Ce qui importe donc, ce n’est pas de savoir « qui Lady GaGa a copié » mais pourquoi elle l’a fait. Que cherche-t-elle à nous dire ? Quel est son projet, son objectif en tant qu’artiste ? Etant donné qu’elle s’adresse au grand public, les discours métaphoriques de Lady GaGa sont en général plus ou moins subtils. Ils ont pour qualité de flatter notre intelligence, en utilisant images, allégories et autres comparaisons faciles à décomposer
. La déclaration solennelle sur fond de musique dramatique, en introduction du clip, en est un parfait exemple.
Ceci est le manifeste de Mother Monster. Au sein de GATA, un Gouvernement Appartenant au Territoire Alien, la naissance de dimensions magnifiques et magiques a eu lieu. Mais il ne s’agissait pas d’une naissance limitée. Elle était illimitée. Tandis que les ventres maternels étaient numérotés et que la mitose du futur commençait, il apparut que cet instant tristement célèbre n’était pas temporel. Il est éternel. Et c’est ainsi que débuta l’arrivée d’une nouvelle race. Une race au sein même de la race humaine. Une race qui ne porte aucun préjugé, aucun jugement, seulement une liberté sans limite. Mais ce même jour où la Mère Eternelle flottait au coeur des univers parallèles, une autre naissance, plus terrifiante, eut lieu : la naissance du mal. Et tandis qu’elle se divisait en deux, pivotant dans l’agonie sous la pression de ces deux incroyables forces, le balancier entreprit sa danse. Cela peut vous sembler facile, d’être attiré instantanément et résolument vers le bien… mais alors elle se demanda : « comment puis-je protéger une chose aussi parfaite sans l’aide du mal ? »
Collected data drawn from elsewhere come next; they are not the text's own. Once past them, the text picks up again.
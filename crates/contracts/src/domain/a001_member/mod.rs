pub mod aggregate;

pub use aggregate::Member;
pub mod list;

pub use list::AbsencesList;
use crate::domain::a001_absences::projection::{AbsenceColumn, AbsenceRow};
use crate::shared::list_utils::SortState;
use crate::shared::pagination::PageState;
use crate::shared::selection::Selection;
use leptos::prelude::*;

#[derive(Clone, Debug, PartialEq)]
pub struct AbsencesListState {
    // Сортировка
    pub sort: SortState<AbsenceColumn>,

    // Клиентская пагинация
    pub page: PageState,

    // Множественный выбор (по стабильному ключу строки)
    pub selection: Selection<usize>,

    // Индикатор загрузки, гаснет один раз
    pub is_loading: bool,

    // Компактные строки
    pub dense: bool,

    // Последняя ошибка выгрузки календаря
    pub export_error: Option<String>,
}

impl AbsencesListState {
    pub fn new(sort: SortState<AbsenceColumn>, page_size: usize, is_loading: bool) -> Self {
        Self {
            sort,
            page: PageState::new(page_size),
            selection: Selection::default(),
            is_loading,
            dense: false,
            export_error: None,
        }
    }

    pub fn request_sort(&mut self, column: AbsenceColumn) {
        self.sort = self.sort.on_header_click(column);
    }

    pub fn go_to_page(&mut self, index: usize) {
        self.page = self.page.with_index(index);
    }

    pub fn change_page_size(&mut self, size: usize) {
        self.page = self.page.with_size(size);
    }

    pub fn toggle_all(&mut self, check_all: bool, rows: &[AbsenceRow]) {
        self.selection = if check_all {
            Selection::select_all(rows, |row| row.key)
        } else {
            Selection::clear()
        };
    }

    pub fn finish_loading(&mut self) {
        self.is_loading = false;
    }

    /// Высота одной строки-заполнителя в пикселях
    pub fn padding_row_height(&self) -> usize {
        if self.dense {
            33
        } else {
            53
        }
    }
}

pub fn create_state(initial: AbsencesListState) -> RwSignal<AbsencesListState> {
    RwSignal::new(initial)
}
use crate::domain::a001_absences::projection::{project_rows, AbsenceColumn, AbsenceRow};
use crate::domain::a001_absences::ui::list::AbsencesListState;
use crate::domain::a001_absences::ui::AbsencesList;
use crate::shared::config::{load_config, AppConfig};
use crate::shared::data::fixtures::load_dataset;
use crate::shared::list_utils::{SortDirection, SortState};
use anyhow::anyhow;
use leptos::prelude::*;

/// Всё, что нужно таблице, собранное один раз при старте
pub struct AbsencesBootstrap {
    pub config: AppConfig,
    pub rows: Vec<AbsenceRow>,
    pub initial_state: AbsencesListState,
}

/// Явный шаг инициализации: конфигурация, выгрузки, проекция строк
pub fn bootstrap() -> anyhow::Result<AbsencesBootstrap> {
    let config = load_config()?;
    let dataset = load_dataset()?;
    let rows = project_rows(&dataset.members, &dataset.absences);

    let field = AbsenceColumn::from_id(&config.table.default_sort_field).ok_or_else(|| {
        anyhow!(
            "Unknown default sort field: {}",
            config.table.default_sort_field
        )
    })?;
    let sort = SortState::new(
        field,
        SortDirection::from_ascending(config.table.default_sort_ascending),
    );
    let initial_state =
        AbsencesListState::new(sort, config.table.default_page_size, config.table.loading_delay_ms > 0);

    Ok(AbsencesBootstrap {
        config,
        rows,
        initial_state,
    })
}

#[component]
pub fn App() -> impl IntoView {
    let content = match bootstrap() {
        Ok(boot) => view! {
            <AbsencesList
                rows=boot.rows
                initial_state=boot.initial_state
                table_config=boot.config.table
                export_config=boot.config.export
            />
        }
        .into_any(),
        Err(e) => {
            log::error!("Failed to initialise absences table: {:#}", e);
            view! {
                <div class="alert alert--error" role="alert">
                    {format!("Failed to load absences: {:#}", e)}
                </div>
            }
            .into_any()
        }
    };

    view! {
        <main class="absences-page">
            <div style="width: 100%;">{content}</div>
        </main>
    }
}

#[cfg(test)]
mod tests {
    use super::*;
    use crate::shared::list_utils::sort_list;
    use crate::shared::pagination::{displayed_rows_label, window};

    #[test]
    fn test_bootstrap_projects_bundled_rows() {
        let boot = bootstrap().unwrap();
        assert_eq!(boot.rows.len(), 42);
        assert_eq!(boot.initial_state.sort.field, AbsenceColumn::Type);
        assert_eq!(boot.initial_state.page.size, 10);
        assert!(boot.initial_state.is_loading);
    }

    #[test]
    fn test_second_page_of_bundled_rows() {
        let boot = bootstrap().unwrap();
        let sorted = sort_list(&boot.rows, &boot.initial_state.sort);
        let w = window(&sorted, 1, 10);
        assert_eq!(w.visible.len(), 10);
        assert_eq!(displayed_rows_label(sorted.len(), 1, 10), "11–20 of 42");
    }

    #[test]
    fn test_bundled_rows_degrade_gracefully() {
        let boot = bootstrap().unwrap();
        // Одно отсутствие ссылается на несуществующего участника
        assert!(boot.rows.iter().any(|r| r.name.is_empty()));
        assert!(boot.rows.iter().all(|r| !r.member_note.is_empty()));
    }
}
pub mod pagination_controls;
pub mod table;
//! Статические выгрузки, вшитые в бандл

use anyhow::Context;
use contracts::shared::dataset::Dataset;

const MEMBERS_JSON: &str = include_str!("../../../assets/members.json");
const ABSENCES_JSON: &str = include_str!("../../../assets/absences.json");

/// Разбирает вшитые `members.json` и `absences.json`
pub fn load_dataset() -> anyhow::Result<Dataset> {
    let dataset = Dataset::from_json(MEMBERS_JSON, ABSENCES_JSON)
        .context("Bundled fixtures are malformed")?;
    log::info!(
        "Loaded {} members and {} absences",
        dataset.members.len(),
        dataset.absences.len()
    );
    Ok(dataset)
}

#[cfg(test)]
mod tests {
    use super::*;

    #[test]
    fn test_bundled_fixtures_load() {
        let dataset = load_dataset().unwrap();
        assert_eq!(dataset.absences.len(), 42);
        assert!(!dataset.members.is_empty());
    }
}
Puis BOUM ! Lady GaGa arrive en slop pour entamer sa chorégraphie.
Là où MTV peut remercier Lady GaGa, c’est que la nouvelle icône pop a remis les vidéos clips au goût du jour, quand la plupart des jeunes s’en désintéressaient gentiment. Sans vouloir faire de généralité, un clip a aujourd’hui moins d’impact que dans les années 80. Quelques exemples arrivent à tirer leur épingle du jeu, mais Lady GaGa est l’une des seules qui sache encore provoquer une véritable attente autour de ses clips.
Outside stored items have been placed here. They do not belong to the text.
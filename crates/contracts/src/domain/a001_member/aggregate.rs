use serde::{Deserialize, Serialize};

/// Участник команды (read-only, из статической выгрузки)
///
/// Все поля необязательные: повреждённая запись не ломает загрузку,
/// а превращается в пустые значения при отображении.
#[derive(Debug, Clone, Default, PartialEq, Serialize, Deserialize)]
pub struct Member {
    #[serde(default)]
    pub id: Option<i64>,

    #[serde(rename = "crewId", default)]
    pub crew_id: Option<i64>,

    /// Ключ связи с отсутствиями
    #[serde(rename = "userId", default)]
    pub user_id: Option<i64>,

    #[serde(default)]
    pub name: String,

    /// URL аватара, может быть пустым
    #[serde(default)]
    pub image: String,
}

impl Member {
    pub fn new(user_id: i64, name: impl Into<String>, image: impl Into<String>) -> Self {
        Self {
            id: None,
            crew_id: None,
            user_id: Some(user_id),
            name: name.into(),
            image: image.into(),
        }
    }
}
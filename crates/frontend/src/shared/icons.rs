use leptos::prelude::*;

pub fn icon(name: &str) -> AnyView {
    match name {
        "download" => view! {
            <svg width="20" height="20" viewBox="0 0 24 24" fill="none" stroke="currentColor" stroke-width="2" stroke-linecap="round" stroke-linejoin="round" aria-hidden="true">
                <path d="M21 15v4a2 2 0 0 1-2 2H5a2 2 0 0 1-2-2v-4"/>
                <polyline points="7 10 12 15 17 10"/>
                <line x1="12" y1="15" x2="12" y2="3"/>
            </svg>
        }.into_any(),
        "chevron-left" => view! {
            <svg width="16" height="16" viewBox="0 0 24 24" fill="none" stroke="currentColor" stroke-width="2" stroke-linecap="round" stroke-linejoin="round" aria-hidden="true">
                <polyline points="15 18 9 12 15 6"/>
            </svg>
        }.into_any(),
        "chevron-right" => view! {
            <svg width="16" height="16" viewBox="0 0 24 24" fill="none" stroke="currentColor" stroke-width="2" stroke-linecap="round" stroke-linejoin="round" aria-hidden="true">
                <polyline points="9 18 15 12 9 6"/>
            </svg>
        }.into_any(),
        "x" => view! {
            <svg width="16" height="16" viewBox="0 0 24 24" fill="none" stroke="currentColor" stroke-width="2" stroke-linecap="round" stroke-linejoin="round" aria-hidden="true">
                <line x1="18" y1="6" x2="6" y2="18"/>
                <line x1="6" y1="6" x2="18" y2="18"/>
            </svg>
        }.into_any(),
        _ => view! {
            <svg width="20" height="20" viewBox="0 0 24 24" fill="none" stroke="currentColor" stroke-width="2" stroke-linecap="round" stroke-linejoin="round" aria-hidden="true">
                <circle cx="12" cy="12" r="10"/>
                <path d="M12 8v4l3 3"/>
            </svg>
        }.into_any(),
    }
}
Ils doivent du coup être à la fois assez bizarres pour que l’on s’en souvienne (ici, l’accouchement d’oeufs gluants + les prothèses saillantes sous la peau + la tête de mort sous une énorme chevelure synthétique rose) et pourtant intelligibles…
Par exemple, Lady GaGa accouche de monstres qui ont son visage, soit deux lectures possibles = 1/ Lady GaGa s’est elle-même créée 2/ la race supérieure qui est un exemple de bonté s’appellent les monstres, comme ses fans ; ses fans se doivent donc de ne pas juger leur prochain. Cette dernière lecture conforte les paroles mêmes de Born This Way, hymne à la tolérance.
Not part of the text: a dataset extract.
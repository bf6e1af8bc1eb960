pub mod sortable_header_cell;
pub mod table_header_checkbox;

pub use sortable_header_cell::SortableHeaderCell;
pub use table_header_checkbox::TableHeaderCheckbox;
Moins évident peut-être, le passage expliquant que le bien ne peut survivre sans le mal : des cloches d’église résonnent au loin, Lady GaGa extirpe de son vagin une kalachnikov, poésie quand tu nous tiens. On peut y voir une interprétation des dérives de la religion : parce qu’ils cherchent à préserver « le Bien », les extrémistes ont recours au « Mal ». Lady GaGa serait-elle prête à constituer sa propre armée (= les autres danseurs bien alignés) pour défendre la tolérance ?
Au premier degré, Lady GaGa appuie la thèse de la complexité de l’être humain, qui ne peut être parfait. Mais bon, qui se préoccupe du premier degré ? Le second degré est tellement plus rigolo à décortiquer.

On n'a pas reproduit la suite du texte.